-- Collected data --

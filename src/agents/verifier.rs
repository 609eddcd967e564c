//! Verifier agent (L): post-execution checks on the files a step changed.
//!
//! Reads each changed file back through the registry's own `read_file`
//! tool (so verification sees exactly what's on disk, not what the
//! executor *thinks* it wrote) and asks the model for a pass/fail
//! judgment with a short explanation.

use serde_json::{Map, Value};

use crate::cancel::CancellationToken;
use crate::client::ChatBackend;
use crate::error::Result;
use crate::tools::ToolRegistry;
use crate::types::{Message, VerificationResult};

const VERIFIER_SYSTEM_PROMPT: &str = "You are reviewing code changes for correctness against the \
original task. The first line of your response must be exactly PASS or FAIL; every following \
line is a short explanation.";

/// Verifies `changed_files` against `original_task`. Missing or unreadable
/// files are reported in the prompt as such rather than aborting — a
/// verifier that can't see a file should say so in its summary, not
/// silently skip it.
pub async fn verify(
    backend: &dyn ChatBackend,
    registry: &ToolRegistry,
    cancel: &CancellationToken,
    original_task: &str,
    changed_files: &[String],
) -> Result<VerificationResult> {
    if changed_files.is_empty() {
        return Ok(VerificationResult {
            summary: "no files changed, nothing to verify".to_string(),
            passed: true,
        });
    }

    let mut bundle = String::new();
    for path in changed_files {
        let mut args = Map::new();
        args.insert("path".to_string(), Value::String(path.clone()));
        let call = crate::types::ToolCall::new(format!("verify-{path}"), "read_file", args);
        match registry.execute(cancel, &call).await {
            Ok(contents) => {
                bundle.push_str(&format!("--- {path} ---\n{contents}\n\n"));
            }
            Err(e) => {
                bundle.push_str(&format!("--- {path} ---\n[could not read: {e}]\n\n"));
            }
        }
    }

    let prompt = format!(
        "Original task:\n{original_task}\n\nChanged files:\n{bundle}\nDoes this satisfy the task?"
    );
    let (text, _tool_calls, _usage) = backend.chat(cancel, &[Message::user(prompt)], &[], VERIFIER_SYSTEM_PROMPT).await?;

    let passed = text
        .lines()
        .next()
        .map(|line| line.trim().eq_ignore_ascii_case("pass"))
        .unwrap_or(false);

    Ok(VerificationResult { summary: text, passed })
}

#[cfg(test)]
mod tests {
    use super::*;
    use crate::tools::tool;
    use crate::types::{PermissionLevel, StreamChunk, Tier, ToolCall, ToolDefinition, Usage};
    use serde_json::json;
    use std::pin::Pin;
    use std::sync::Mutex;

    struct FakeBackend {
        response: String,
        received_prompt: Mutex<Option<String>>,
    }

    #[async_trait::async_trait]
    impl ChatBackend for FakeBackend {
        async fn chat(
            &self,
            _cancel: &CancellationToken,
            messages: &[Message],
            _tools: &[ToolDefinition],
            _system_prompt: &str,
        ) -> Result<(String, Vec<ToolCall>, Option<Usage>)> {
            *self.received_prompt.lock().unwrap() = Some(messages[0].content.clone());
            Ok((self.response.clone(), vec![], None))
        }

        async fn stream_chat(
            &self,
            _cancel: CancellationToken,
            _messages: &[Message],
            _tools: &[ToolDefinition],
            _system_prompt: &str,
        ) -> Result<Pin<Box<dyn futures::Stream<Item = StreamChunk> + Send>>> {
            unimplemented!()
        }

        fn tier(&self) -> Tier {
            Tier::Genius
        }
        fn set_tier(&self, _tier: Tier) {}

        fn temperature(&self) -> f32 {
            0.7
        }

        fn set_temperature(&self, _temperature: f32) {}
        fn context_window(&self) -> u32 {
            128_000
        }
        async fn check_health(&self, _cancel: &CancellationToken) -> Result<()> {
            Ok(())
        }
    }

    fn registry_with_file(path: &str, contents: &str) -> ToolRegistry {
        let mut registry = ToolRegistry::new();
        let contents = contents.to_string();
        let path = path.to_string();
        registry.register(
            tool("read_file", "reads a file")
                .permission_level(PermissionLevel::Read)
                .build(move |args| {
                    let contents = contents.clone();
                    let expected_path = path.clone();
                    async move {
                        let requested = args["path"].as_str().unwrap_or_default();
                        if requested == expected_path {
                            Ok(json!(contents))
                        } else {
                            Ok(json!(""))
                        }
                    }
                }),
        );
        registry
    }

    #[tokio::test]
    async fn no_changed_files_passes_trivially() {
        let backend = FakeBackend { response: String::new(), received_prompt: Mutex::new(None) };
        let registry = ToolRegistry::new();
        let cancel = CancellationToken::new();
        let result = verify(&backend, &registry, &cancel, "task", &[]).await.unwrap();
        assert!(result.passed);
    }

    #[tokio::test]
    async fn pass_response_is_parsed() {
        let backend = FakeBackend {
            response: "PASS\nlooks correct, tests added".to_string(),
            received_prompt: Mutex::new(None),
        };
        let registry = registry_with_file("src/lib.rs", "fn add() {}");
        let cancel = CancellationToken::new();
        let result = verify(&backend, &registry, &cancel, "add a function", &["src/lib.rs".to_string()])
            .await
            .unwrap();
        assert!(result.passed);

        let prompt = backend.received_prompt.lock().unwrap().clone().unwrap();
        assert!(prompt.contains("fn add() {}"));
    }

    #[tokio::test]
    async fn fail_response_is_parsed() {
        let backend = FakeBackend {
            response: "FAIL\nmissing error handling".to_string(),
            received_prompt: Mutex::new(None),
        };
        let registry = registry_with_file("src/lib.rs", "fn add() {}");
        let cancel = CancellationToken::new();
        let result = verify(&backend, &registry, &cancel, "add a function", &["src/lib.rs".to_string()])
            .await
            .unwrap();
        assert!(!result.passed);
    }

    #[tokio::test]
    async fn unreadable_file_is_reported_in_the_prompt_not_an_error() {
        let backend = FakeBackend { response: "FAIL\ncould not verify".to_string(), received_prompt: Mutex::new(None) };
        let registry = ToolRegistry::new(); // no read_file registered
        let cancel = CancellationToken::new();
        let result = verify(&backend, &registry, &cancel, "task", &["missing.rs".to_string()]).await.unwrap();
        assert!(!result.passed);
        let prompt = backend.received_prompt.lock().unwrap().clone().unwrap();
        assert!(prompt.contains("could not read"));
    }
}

---

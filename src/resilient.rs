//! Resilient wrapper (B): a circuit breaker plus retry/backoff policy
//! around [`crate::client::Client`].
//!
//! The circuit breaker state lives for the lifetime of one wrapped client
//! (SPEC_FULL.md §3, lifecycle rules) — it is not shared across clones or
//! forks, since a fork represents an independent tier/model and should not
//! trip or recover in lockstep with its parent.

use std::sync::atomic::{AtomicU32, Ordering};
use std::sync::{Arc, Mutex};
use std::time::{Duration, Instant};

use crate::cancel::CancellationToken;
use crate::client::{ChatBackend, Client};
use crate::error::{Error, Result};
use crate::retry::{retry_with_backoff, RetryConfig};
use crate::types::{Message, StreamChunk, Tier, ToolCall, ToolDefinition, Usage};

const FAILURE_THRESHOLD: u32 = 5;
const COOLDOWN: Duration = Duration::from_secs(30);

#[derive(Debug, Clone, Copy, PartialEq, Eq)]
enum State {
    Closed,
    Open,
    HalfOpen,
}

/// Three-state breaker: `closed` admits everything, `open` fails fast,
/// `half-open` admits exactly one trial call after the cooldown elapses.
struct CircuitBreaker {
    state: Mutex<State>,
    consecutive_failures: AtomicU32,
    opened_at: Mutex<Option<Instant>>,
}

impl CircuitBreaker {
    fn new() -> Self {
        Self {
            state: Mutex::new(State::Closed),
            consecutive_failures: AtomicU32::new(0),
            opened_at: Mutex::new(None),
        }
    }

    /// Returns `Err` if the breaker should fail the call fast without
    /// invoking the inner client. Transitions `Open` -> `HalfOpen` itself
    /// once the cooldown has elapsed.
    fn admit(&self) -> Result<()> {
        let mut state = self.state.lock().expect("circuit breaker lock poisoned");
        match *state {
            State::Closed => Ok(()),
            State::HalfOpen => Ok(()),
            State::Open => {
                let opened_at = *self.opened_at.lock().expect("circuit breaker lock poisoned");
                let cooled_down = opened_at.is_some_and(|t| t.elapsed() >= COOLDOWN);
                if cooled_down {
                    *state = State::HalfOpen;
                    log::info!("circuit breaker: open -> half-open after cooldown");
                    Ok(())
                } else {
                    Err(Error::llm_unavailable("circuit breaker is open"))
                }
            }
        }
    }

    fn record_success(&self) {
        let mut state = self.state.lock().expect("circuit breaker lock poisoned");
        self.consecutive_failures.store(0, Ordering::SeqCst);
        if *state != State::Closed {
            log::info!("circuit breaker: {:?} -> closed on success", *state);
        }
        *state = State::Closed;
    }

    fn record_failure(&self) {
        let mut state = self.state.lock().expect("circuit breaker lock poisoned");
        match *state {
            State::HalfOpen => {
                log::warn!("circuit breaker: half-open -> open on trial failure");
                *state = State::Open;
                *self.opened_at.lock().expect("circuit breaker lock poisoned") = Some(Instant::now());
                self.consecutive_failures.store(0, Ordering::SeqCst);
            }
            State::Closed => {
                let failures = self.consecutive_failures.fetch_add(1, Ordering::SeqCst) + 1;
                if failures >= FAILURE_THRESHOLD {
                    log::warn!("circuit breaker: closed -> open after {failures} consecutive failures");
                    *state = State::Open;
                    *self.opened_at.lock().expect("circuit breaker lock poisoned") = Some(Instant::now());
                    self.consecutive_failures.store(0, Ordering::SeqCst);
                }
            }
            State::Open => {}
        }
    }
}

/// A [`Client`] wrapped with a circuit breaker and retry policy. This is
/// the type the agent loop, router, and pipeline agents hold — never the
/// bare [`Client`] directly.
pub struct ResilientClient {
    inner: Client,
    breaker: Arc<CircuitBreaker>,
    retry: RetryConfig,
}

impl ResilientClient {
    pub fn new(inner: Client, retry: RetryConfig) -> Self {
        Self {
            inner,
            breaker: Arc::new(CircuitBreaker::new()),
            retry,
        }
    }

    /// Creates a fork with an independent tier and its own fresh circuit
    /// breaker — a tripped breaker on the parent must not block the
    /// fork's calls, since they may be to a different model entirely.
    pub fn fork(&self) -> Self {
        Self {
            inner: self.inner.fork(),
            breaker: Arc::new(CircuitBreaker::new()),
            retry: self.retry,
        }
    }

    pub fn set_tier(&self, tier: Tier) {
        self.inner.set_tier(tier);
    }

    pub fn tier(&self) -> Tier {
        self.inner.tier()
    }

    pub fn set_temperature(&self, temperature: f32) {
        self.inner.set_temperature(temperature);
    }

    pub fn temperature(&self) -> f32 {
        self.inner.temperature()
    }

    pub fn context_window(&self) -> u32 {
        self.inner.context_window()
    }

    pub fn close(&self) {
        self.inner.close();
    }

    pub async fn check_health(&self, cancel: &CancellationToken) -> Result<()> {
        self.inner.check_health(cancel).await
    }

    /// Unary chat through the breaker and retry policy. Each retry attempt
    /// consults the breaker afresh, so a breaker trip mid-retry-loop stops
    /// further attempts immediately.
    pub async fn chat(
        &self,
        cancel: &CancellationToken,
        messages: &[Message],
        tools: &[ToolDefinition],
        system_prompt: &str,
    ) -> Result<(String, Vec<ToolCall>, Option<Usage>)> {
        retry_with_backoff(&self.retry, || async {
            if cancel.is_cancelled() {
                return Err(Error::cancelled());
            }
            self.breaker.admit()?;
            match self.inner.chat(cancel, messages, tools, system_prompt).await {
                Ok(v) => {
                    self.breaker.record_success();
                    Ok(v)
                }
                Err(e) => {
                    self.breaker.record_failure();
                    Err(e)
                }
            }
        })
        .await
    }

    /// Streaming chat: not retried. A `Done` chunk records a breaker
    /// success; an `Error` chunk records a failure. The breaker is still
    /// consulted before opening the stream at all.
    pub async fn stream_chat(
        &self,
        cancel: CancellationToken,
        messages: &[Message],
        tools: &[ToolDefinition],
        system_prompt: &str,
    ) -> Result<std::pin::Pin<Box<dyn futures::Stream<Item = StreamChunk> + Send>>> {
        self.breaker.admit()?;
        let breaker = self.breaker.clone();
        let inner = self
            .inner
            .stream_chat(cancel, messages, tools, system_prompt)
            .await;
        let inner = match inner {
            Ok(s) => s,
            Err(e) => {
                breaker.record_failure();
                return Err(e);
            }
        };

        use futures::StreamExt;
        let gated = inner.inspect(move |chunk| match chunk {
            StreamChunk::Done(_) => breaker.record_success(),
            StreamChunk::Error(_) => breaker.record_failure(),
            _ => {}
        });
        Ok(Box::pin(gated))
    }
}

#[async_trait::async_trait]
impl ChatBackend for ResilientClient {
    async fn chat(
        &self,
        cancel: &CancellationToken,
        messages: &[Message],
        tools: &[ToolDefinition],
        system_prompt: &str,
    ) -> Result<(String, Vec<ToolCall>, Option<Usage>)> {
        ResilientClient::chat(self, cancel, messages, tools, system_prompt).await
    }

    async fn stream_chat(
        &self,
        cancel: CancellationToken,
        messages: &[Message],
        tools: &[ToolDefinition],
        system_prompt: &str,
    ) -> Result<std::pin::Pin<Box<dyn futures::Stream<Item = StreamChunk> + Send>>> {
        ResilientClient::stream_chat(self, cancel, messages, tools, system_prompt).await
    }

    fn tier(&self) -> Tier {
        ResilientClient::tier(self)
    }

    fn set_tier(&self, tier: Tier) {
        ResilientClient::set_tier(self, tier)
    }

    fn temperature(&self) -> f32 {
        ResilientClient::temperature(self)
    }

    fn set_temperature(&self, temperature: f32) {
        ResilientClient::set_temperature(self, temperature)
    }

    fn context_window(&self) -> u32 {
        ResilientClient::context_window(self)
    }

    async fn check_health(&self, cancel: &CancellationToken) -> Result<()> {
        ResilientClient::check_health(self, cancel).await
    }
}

==

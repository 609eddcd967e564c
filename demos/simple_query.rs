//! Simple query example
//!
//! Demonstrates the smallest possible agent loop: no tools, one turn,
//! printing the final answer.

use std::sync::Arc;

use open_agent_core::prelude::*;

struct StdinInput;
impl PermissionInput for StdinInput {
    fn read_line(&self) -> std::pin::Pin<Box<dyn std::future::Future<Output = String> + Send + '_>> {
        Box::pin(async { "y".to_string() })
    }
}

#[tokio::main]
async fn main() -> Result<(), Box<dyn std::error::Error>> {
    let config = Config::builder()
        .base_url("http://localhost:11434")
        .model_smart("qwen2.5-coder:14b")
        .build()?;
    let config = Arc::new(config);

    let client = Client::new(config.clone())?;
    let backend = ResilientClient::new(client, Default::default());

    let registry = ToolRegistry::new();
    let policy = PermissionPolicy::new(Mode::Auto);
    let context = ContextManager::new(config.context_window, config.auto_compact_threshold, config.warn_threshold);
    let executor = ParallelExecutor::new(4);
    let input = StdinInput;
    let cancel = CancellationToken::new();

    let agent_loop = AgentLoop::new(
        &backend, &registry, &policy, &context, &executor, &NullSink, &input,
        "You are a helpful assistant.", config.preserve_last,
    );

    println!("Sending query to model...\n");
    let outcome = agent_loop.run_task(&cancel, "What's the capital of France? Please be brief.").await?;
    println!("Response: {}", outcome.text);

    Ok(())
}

-- Brief --
Lines in the records above that carry the word "StreamChunk" are to be located and copied.

-- Reply to the task --
    use crate::types::{PermissionLevel, StreamChunk, Tier, ToolCall, ToolDefinition, Usage};
        ) -> Result<Pin<Box<dyn futures::Stream<Item = StreamChunk> + Send>>> {
use crate::types::{Message, StreamChunk, Tier, ToolCall, ToolDefinition, Usage};
    ) -> Result<std::pin::Pin<Box<dyn futures::Stream<Item = StreamChunk> + Send>>> {
            StreamChunk::Done(_) => breaker.record_success(),
            StreamChunk::Error(_) => breaker.record_failure(),
    ) -> Result<std::pin::Pin<Box<dyn futures::Stream<Item = StreamChunk> + Send>>> {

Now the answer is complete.